I have an extensive background in Biomedical Engineering and Medical Software Testing. Currently, I am working on testing other software applications as well for polishing my testing skills. I do love testing software in other industries as well.
But, I am trying to build Medical Software Testing Portfolio in my GitHub. I do out of work projects in my spare time and I do really enjoy them. I really want to have a good GitHub account with Medical Software testing expertise.
I am really worried about the source of medical datasets I use even though they anonymized and publicly available from Universities’ researches team websites.
Can you share some ideas on some medical software testing that can help me build my portfolio?
If you can find in the fine print that data from those universities can be freely and legally used, then go for it. Other than maybe you could create your own data with an LLM or a test generation library, like Faker - I have used it myself, but it seemed interesting after reading a few articles about it.
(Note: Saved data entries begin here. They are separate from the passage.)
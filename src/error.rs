use thiserror::Error;

/// Caller-contract violations on the element tree
#[derive(Debug, Clone, PartialEq, Error)]
pub enum ElementError {
    /// Resize factors must be finite and strictly positive
    #[error("invalid resize factor {0}: must be finite and greater than zero")]
    InvalidResizeFactor(f64),

    /// Text sizes must be finite and strictly positive
    #[error("invalid text size {0}: must be finite and greater than zero")]
    InvalidTextSize(f64),
}

/// Errors surfaced by the editor session boundary
#[derive(Debug, Clone, PartialEq, Error)]
pub enum SessionError {
    /// Text insertion was requested with blank content
    #[error("cannot add an empty text element")]
    EmptyText,

    /// The operation requires a selection
    #[error("nothing is selected")]
    NothingSelected,

    #[error(transparent)]
    Element(#[from] ElementError),
}

pub type ElementResult<T = ()> = Result<T, ElementError>;
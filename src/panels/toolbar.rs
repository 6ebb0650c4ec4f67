use crate::DocEditorApp;

const FIELD_WIDTH: f32 = 150.0;

pub fn toolbar_panel(app: &mut DocEditorApp, ctx: &egui::Context) {
    egui::TopBottomPanel::top("toolbar").show(ctx, |ui| {
        ui.horizontal(|ui| {
            ui.label("New Text:");
            ui.add(egui::TextEdit::singleline(&mut app.new_text).desired_width(FIELD_WIDTH));
            if ui.button("Add Text").clicked() {
                app.add_text();
            }

            ui.separator();

            ui.label("Selected Text:");
            ui.add(egui::TextEdit::singleline(&mut app.edit_text).desired_width(FIELD_WIDTH));
            if ui.button("Apply Text").clicked() {
                app.apply_text();
            }

            let has_selection = app.session().selected().is_some();
            if ui
                .add_enabled(has_selection, egui::Button::new("Remove"))
                .clicked()
            {
                app.remove_selected();
            }
        });
    });
}
use log::{debug, trace};

use super::Element;
use crate::element::common::BoxGeometry;
use crate::error::ElementResult;
use crate::geometry::{Point, Rect};
use crate::id_generator::{ElementId, generate_id};
use crate::render::RenderSurface;
use crate::text_metrics::TextMeasurer;

/// Titled chart occupying a fixed rectangle
#[derive(Debug)]
pub struct ChartElement {
    id: ElementId,
    geometry: BoxGeometry,
    title: String,
}

impl ChartElement {
    pub fn new(position: Point, width: i32, height: i32, title: impl Into<String>) -> Self {
        Self {
            id: generate_id(),
            geometry: BoxGeometry::new(position, width, height),
            title: title.into(),
        }
    }

    pub fn title(&self) -> &str {
        &self.title
    }

    pub fn position(&self) -> Point {
        self.geometry.origin
    }

    pub fn width(&self) -> i32 {
        self.geometry.width
    }

    pub fn height(&self) -> i32 {
        self.geometry.height
    }

    pub fn rect(&self) -> Rect {
        self.geometry.rect()
    }
}

impl Element for ChartElement {
    fn id(&self) -> ElementId {
        self.id
    }

    fn element_type(&self) -> &'static str {
        "chart"
    }

    fn move_by(&mut self, dx: i32, dy: i32) {
        self.geometry.translate(dx, dy);
        debug!("Moved chart '{}' to {}", self.title, self.geometry.origin);
    }

    fn resize(&mut self, factor: f64) -> ElementResult {
        self.geometry.scale(factor)?;
        debug!(
            "Resized chart '{}' by {} to {}x{}",
            self.title, factor, self.geometry.width, self.geometry.height
        );
        Ok(())
    }

    fn draw(&self, surface: &mut dyn RenderSurface) {
        trace!("Drawing chart '{}'", self.title);
        surface.draw_chart(self.rect(), &self.title);
    }

    fn contains(&self, point: Point, _measurer: &dyn TextMeasurer) -> bool {
        self.rect().contains(point)
    }

    fn bounds(&self, _measurer: &dyn TextMeasurer) -> Option<Rect> {
        Some(self.rect())
    }
}
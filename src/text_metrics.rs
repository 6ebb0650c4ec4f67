//! Text measurement used by text hit-testing.
//!
//! The core never measures text itself. A [`TextMeasurer`] is handed to every
//! containment query, so hit-test accuracy for text is exactly as good as the
//! measurer in use.

/// Pixel metrics for a single line of text at a given size
#[derive(Debug, Clone, Copy, PartialEq, Eq, Default)]
pub struct TextMetrics {
    pub width: i32,
    pub height: i32,
    /// Distance from the top of the line box down to the baseline
    pub ascent: i32,
}

/// External font-metrics service
pub trait TextMeasurer {
    fn measure(&self, text: &str, size: f64) -> TextMetrics;
}

/// Portion of the font size above the baseline, for measurers without real font data
pub const ASCENT_RATIO: f64 = 0.8;

/// Deterministic measurer that treats every glyph as the same width.
///
/// Useful headless and in tests, where the real font system is unavailable.
#[derive(Debug, Clone, Copy, PartialEq)]
pub struct MonospaceMeasurer {
    pub advance_ratio: f64,
    pub line_height_ratio: f64,
    pub ascent_ratio: f64,
}

impl Default for MonospaceMeasurer {
    fn default() -> Self {
        Self {
            advance_ratio: 0.6,
            line_height_ratio: 1.2,
            ascent_ratio: ASCENT_RATIO,
        }
    }
}

impl TextMeasurer for MonospaceMeasurer {
    fn measure(&self, text: &str, size: f64) -> TextMetrics {
        let glyphs = text.chars().count() as f64;
        TextMetrics {
            width: (glyphs * size * self.advance_ratio).round() as i32,
            height: (size * self.line_height_ratio).round() as i32,
            ascent: (size * self.ascent_ratio).round() as i32,
        }
    }
}

/// Measures text with egui's proportional font.
///
/// egui only loads fonts during the first `Context::run`, so this must not be
/// queried before the first frame.
#[derive(Debug, Clone)]
pub struct EguiMeasurer {
    ctx: egui::Context,
}

impl EguiMeasurer {
    pub fn new(ctx: egui::Context) -> Self {
        Self { ctx }
    }
}

impl TextMeasurer for EguiMeasurer {
    fn measure(&self, text: &str, size: f64) -> TextMetrics {
        let font_id = egui::FontId::proportional(size as f32);
        let galley_size = self.ctx.fonts(|fonts| {
            fonts
                .layout_no_wrap(text.to_owned(), font_id, egui::Color32::BLACK)
                .size()
        });
        TextMetrics {
            width: galley_size.x.round() as i32,
            height: galley_size.y.round() as i32,
            ascent: (size * ASCENT_RATIO).round() as i32,
        }
    }
}
//! 二进制读写工具
//!
//! `ByteReader` 是借用调用方缓冲区的游标，只前进、不分配；
//! 写出端直接使用 byteorder 的 `WriteBytesExt`。

use std::io::{self, Write};

use byteorder::{LittleEndian, ReadBytesExt, WriteBytesExt};

/// 字符串编码（文件头 encoding 字节）
#[derive(Debug, Clone, Copy, PartialEq, Eq, Hash)]
pub enum StringCodec {
    /// encoding = 0，UTF-16LE
    Utf16,
    /// encoding = 1
    Utf8,
}

impl StringCodec {
    pub fn from_encoding(value: u8) -> Option<Self> {
        match value {
            0 => Some(StringCodec::Utf16),
            1 => Some(StringCodec::Utf8),
            _ => None,
        }
    }

    pub fn encoding(self) -> u8 {
        match self {
            StringCodec::Utf16 => 0,
            StringCodec::Utf8 => 1,
        }
    }

    /// 解码（非法序列替换为 U+FFFD）
    pub fn decode(self, bytes: &[u8]) -> String {
        let encoding = match self {
            StringCodec::Utf16 => encoding_rs::UTF_16LE,
            StringCodec::Utf8 => encoding_rs::UTF_8,
        };
        let (decoded, _) = encoding.decode_without_bom_handling(bytes);
        decoded.into_owned()
    }

    /// 编码后的字节长度
    pub fn encoded_len(self, text: &str) -> usize {
        match self {
            StringCodec::Utf16 => text.encode_utf16().count() * 2,
            StringCodec::Utf8 => text.len(),
        }
    }

    pub fn encode(self, text: &str) -> Vec<u8> {
        match self {
            StringCodec::Utf16 => text.encode_utf16().flat_map(u16::to_le_bytes).collect(),
            StringCodec::Utf8 => text.as_bytes().to_vec(),
        }
    }

    /// 带长度前缀的字符串所占字节数
    pub fn text_size(self, text: &str) -> usize {
        4 + self.encoded_len(text)
    }

    /// 写出 `length: i32` + 字节
    pub fn write_text<W: Write>(self, writer: &mut W, text: &str) -> io::Result<()> {
        let bytes = self.encode(text);
        writer.write_i32::<LittleEndian>(to_i32(bytes.len())?)?;
        writer.write_all(&bytes)
    }
}

/// 小端字节游标
#[derive(Debug, Clone)]
pub struct ByteReader<'a> {
    data: &'a [u8],
    total: usize,
}

impl<'a> ByteReader<'a> {
    pub fn new(data: &'a [u8]) -> Self {
        Self {
            data,
            total: data.len(),
        }
    }

    /// 剩余字节数
    pub fn remaining(&self) -> usize {
        self.data.len()
    }

    /// 已消耗字节数
    pub fn offset(&self) -> usize {
        self.total - self.data.len()
    }

    pub fn is_empty(&self) -> bool {
        self.data.is_empty()
    }

    /// 取出接下来的 `len` 字节；不足时不前进
    pub fn take(&mut self, len: usize) -> io::Result<&'a [u8]> {
        if len > self.data.len() {
            return Err(eof(len, self.data.len()));
        }
        let (head, tail) = self.data.split_at(len);
        self.data = tail;
        Ok(head)
    }

    pub fn skip(&mut self, len: usize) -> io::Result<()> {
        self.take(len).map(|_| ())
    }

    pub fn read_u8(&mut self) -> io::Result<u8> {
        self.data.read_u8()
    }

    pub fn read_bool(&mut self) -> io::Result<bool> {
        Ok(self.read_u8()? != 0)
    }

    pub fn read_i32(&mut self) -> io::Result<i32> {
        self.data.read_i32::<LittleEndian>()
    }

    pub fn read_u64(&mut self) -> io::Result<u64> {
        self.data.read_u64::<LittleEndian>()
    }

    pub fn read_f32(&mut self) -> io::Result<f32> {
        self.data.read_f32::<LittleEndian>()
    }

    pub fn read_f32_array<const N: usize>(&mut self) -> io::Result<[f32; N]> {
        let mut values = [0.0f32; N];
        self.data.read_f32_into::<LittleEndian>(&mut values)?;
        Ok(values)
    }

    /// 读取非负的 i32 计数
    pub fn read_count(&mut self) -> io::Result<usize> {
        let value = self.read_i32()?;
        usize::try_from(value).map_err(|_| {
            io::Error::new(io::ErrorKind::InvalidData, format!("negative count {}", value))
        })
    }

    /// 读取带长度前缀的字符串字节（不解码）
    pub fn read_text(&mut self) -> io::Result<&'a [u8]> {
        let len = self.read_count()?;
        self.take(len)
    }
}

fn eof(wanted: usize, available: usize) -> io::Error {
    io::Error::new(
        io::ErrorKind::UnexpectedEof,
        format!("need {} bytes, {} available", wanted, available),
    )
}

/// usize → i32（写出计数/长度用）
pub(crate) fn to_i32(value: usize) -> io::Result<i32> {
    i32::try_from(value)
        .map_err(|_| io::Error::new(io::ErrorKind::InvalidInput, "value exceeds i32 range"))
}

pub(crate) fn write_f32_slice<W: Write>(writer: &mut W, values: &[f32]) -> io::Result<()> {
    for value in values {
        writer.write_f32::<LittleEndian>(*value)?;
    }
    Ok(())
}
As for the content of the portfolio, my approach would be to emphasize that medical software is highly regulated and therefore requires a more rigorous approach to testing.
Documentation must be clear, test cases need to be thoroughly designed, maintained, and executed.
Reporting must be in place, along with established traceability between the tests, designs, the requirements, the code, etc.
You can put some sample test artifacts on GitHub and use the Markdown to make them look very visually appealing.
And lastly, I’d also emphasized (maybe in the readme file, as it’s the first thing people will see when they open your repo) that testing in healthcare needs to be more strict, as people’s lives can be at stake, and maybe list a few examples of disasters where improper testing led to tragedies, which resulted in more strict regulations.
Great advice. Yeah, this definitely helps. I will try generating some fake datasets. I used to generate fake datasets for validations of algorithms but that used to be limited. I might also integrate a little bit of QMS that might make it more relevant.